An interview was conducted on July 29, 2025, at 1:55 p.m., with the Perioperative Director (PD) and Perioperative Manager (PM). The PD stated they use five OR rooms daily for scheduled and add-on (a procedure that is scheduled after the initial operating room schedule has been finalized) surgery cases. The PD further stated the provider (doctor) can call the surgery scheduler to schedule an add-on case 24/7 (24 hour/7 days a week). The PM stated the OR has scheduled on call staff consisting of a Registered Nurse circulator, a surgery technician and an anesthesia (use of medications (called anesthetics) to keep you from feeling pain during procedures or surgery) provider daily beginning at 5 p.m. or 7 p.m. for a 12-hour shift.
A facility document titled, "[Facility Name] Main OR-Operating Room Schedule," dated July 1, 2025, through July 23, 2025, was reviewed. The document indicated add-on surgery cases were added on to the schedule and performed between 7:30 p.m. and 1:05 a.m.

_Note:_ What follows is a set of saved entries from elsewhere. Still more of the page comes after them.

use std::{net::SocketAddr, sync::Arc, time::Duration};

use {
    anyhow::Context,
    axum::{
        Router,
        extract::State,
        middleware,
        response::{IntoResponse, Json},
        routing::get,
    },
    tower_http::{
        cors::{Any, CorsLayer},
        trace::TraceLayer,
    },
    tracing::{info, warn},
    wagate_config::{EngineConfig, EngineKind, WagateConfig},
    wagate_engine::{MessagingEngine, bridge::BridgeEngine, memory::MemoryEngine},
    wagate_sessions::{SessionMetadata, SessionRegistry, WebhookSink},
};

use crate::{auth, routes, state::GatewayState};

// ── Server startup ───────────────────────────────────────────────────────────

/// Build the gateway router (shared between production startup and tests).
pub fn build_gateway_app(state: Arc<GatewayState>) -> Router {
    let cors = CorsLayer::new()
        .allow_origin(Any)
        .allow_methods(Any)
        .allow_headers(Any);

    let protected = routes::session_routes(Arc::clone(&state)).route_layer(
        middleware::from_fn_with_state(Arc::clone(&state), auth::require_token),
    );

    Router::new()
        .route("/", get(health_handler))
        .route("/health", get(health_handler))
        .merge(protected)
        .layer(TraceLayer::new_for_http())
        .layer(cors)
        .with_state(state)
}

/// Engine driver selected by `engine.kind`.
pub fn build_engine(config: &EngineConfig) -> anyhow::Result<Arc<dyn MessagingEngine>> {
    let engine: Arc<dyn MessagingEngine> = match config.kind {
        EngineKind::Bridge => Arc::new(BridgeEngine::new(
            &config.url,
            Duration::from_secs(config.request_timeout_secs),
        )?),
        EngineKind::Memory => Arc::new(MemoryEngine::new().auto_pair()),
    };
    Ok(engine)
}

/// Session registry wired with the webhook sink and the metadata store.
pub fn build_registry(
    config: &WagateConfig,
    engine: Arc<dyn MessagingEngine>,
) -> anyhow::Result<SessionRegistry> {
    let webhooks = WebhookSink::new(
        Duration::from_secs(config.webhooks.timeout_secs),
        config.webhooks.max_in_flight,
    )?;
    let metadata_path = config.sessions.metadata_path();
    let metadata = SessionMetadata::load(metadata_path.clone()).with_context(|| {
        format!(
            "failed to load session metadata from {}",
            metadata_path.display()
        )
    })?;
    Ok(SessionRegistry::new(engine, webhooks)
        .with_default_webhook(config.webhooks.default_url.clone())
        .with_metadata(metadata))
}

/// Start the gateway HTTP server and run it until a shutdown signal.
pub async fn start_gateway(config: WagateConfig) -> anyhow::Result<()> {
    // Resolve auth: WAGATE_TOKEN wins over the config file.
    let env_token = std::env::var("WAGATE_TOKEN").ok();
    let resolved_auth = auth::resolve_auth(env_token, config.auth.token.clone());

    let engine = build_engine(&config.engine)?;
    let registry = build_registry(&config, engine)?;
    let state = GatewayState::new(registry, resolved_auth);

    let restored = if config.sessions.restore {
        state.registry.restore().await
    } else {
        0
    };
    for name in &config.sessions.autostart {
        state.registry.start(name, None).await;
    }

    let app = build_gateway_app(Arc::clone(&state));

    let addr: SocketAddr = format!("{}:{}", config.server.bind, config.server.port)
        .parse()
        .context("invalid bind address")?;
    let listener = tokio::net::TcpListener::bind(addr)
        .await
        .with_context(|| format!("failed to bind {addr}"))?;

    // Startup banner.
    let lines = [
        format!("wagate gateway v{}", state.version),
        format!("listening on http://{addr}"),
        format!("engine: {} ({})", state.registry.engine_id(), config.engine.url),
        format!(
            "sessions: {} restored, {} autostart",
            restored,
            config.sessions.autostart.len()
        ),
        format!(
            "auth: {}",
            if state.auth.is_enabled() {
                "bearer token"
            } else {
                "disabled"
            }
        ),
    ];
    let width = lines.iter().map(|l| l.chars().count()).max().unwrap_or(0) + 4;
    info!("┌{}┐", "─".repeat(width));
    for line in &lines {
        info!("│  {:<w$}│", line, w = width - 2);
    }
    info!("└{}┘", "─".repeat(width));

    axum::serve(listener, app)
        .with_graceful_shutdown(shutdown_signal())
        .await
        .context("server error")?;

    // Release engine clients; metadata stays so the next boot resumes them.
    let live = state.registry.len().await;
    state.registry.shutdown().await;
    info!(sessions = live, "gateway stopped");
    Ok(())
}

// ── Graceful shutdown ────────────────────────────────────────────────────────

async fn shutdown_signal() {
    let ctrl_c = async {
        if let Err(e) = tokio::signal::ctrl_c().await {
            warn!(error = %e, "failed to install ctrl-c handler");
            std::future::pending::<()>().await;
        }
    };

    #[cfg(unix)]
    let terminate = async {
        match tokio::signal::unix::signal(tokio::signal::unix::SignalKind::terminate()) {
            Ok(mut signal) => {
                signal.recv().await;
            },
            Err(e) => {
                warn!(error = %e, "failed to install SIGTERM handler");
                std::future::pending::<()>().await;
            },
        }
    };
    #[cfg(not(unix))]
    let terminate = std::future::pending::<()>();

    tokio::select! {
        () = ctrl_c => {},
        () = terminate => {},
    }
    info!("shutdown signal received, stopping gateway");
}

// ── Handlers ─────────────────────────────────────────────────────────────────

async fn health_handler(State(state): State<Arc<GatewayState>>) -> impl IntoResponse {
    Json(serde_json::json!({
        "status": "ok",
        "version": state.version,
        "sessions": state.registry.len().await,
        "uptime_secs": state.uptime_secs(),
    }))
}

A concurrent interview and record review were conducted on July 29, 2025, at 2:29 p.m., with the PD. The facility document titled, "[Facility Name] Main OR-Operating Room Schedule," dated July 21, 2025, through July 22, 2025, indicated the OR was using two OR rooms on July 21, 2025, and five OR rooms on July 22, 2025, for surgery cases. The PD stated Patient 19 could have been added on to these two rooms after scheduled cases were finished. The PD further stated he verified with the surgery scheduler, the Medical Doctor (MD 1) did not call them to add the patient [Patient 19] to the surgery schedule between July 21, 2025, through July 22, 2025.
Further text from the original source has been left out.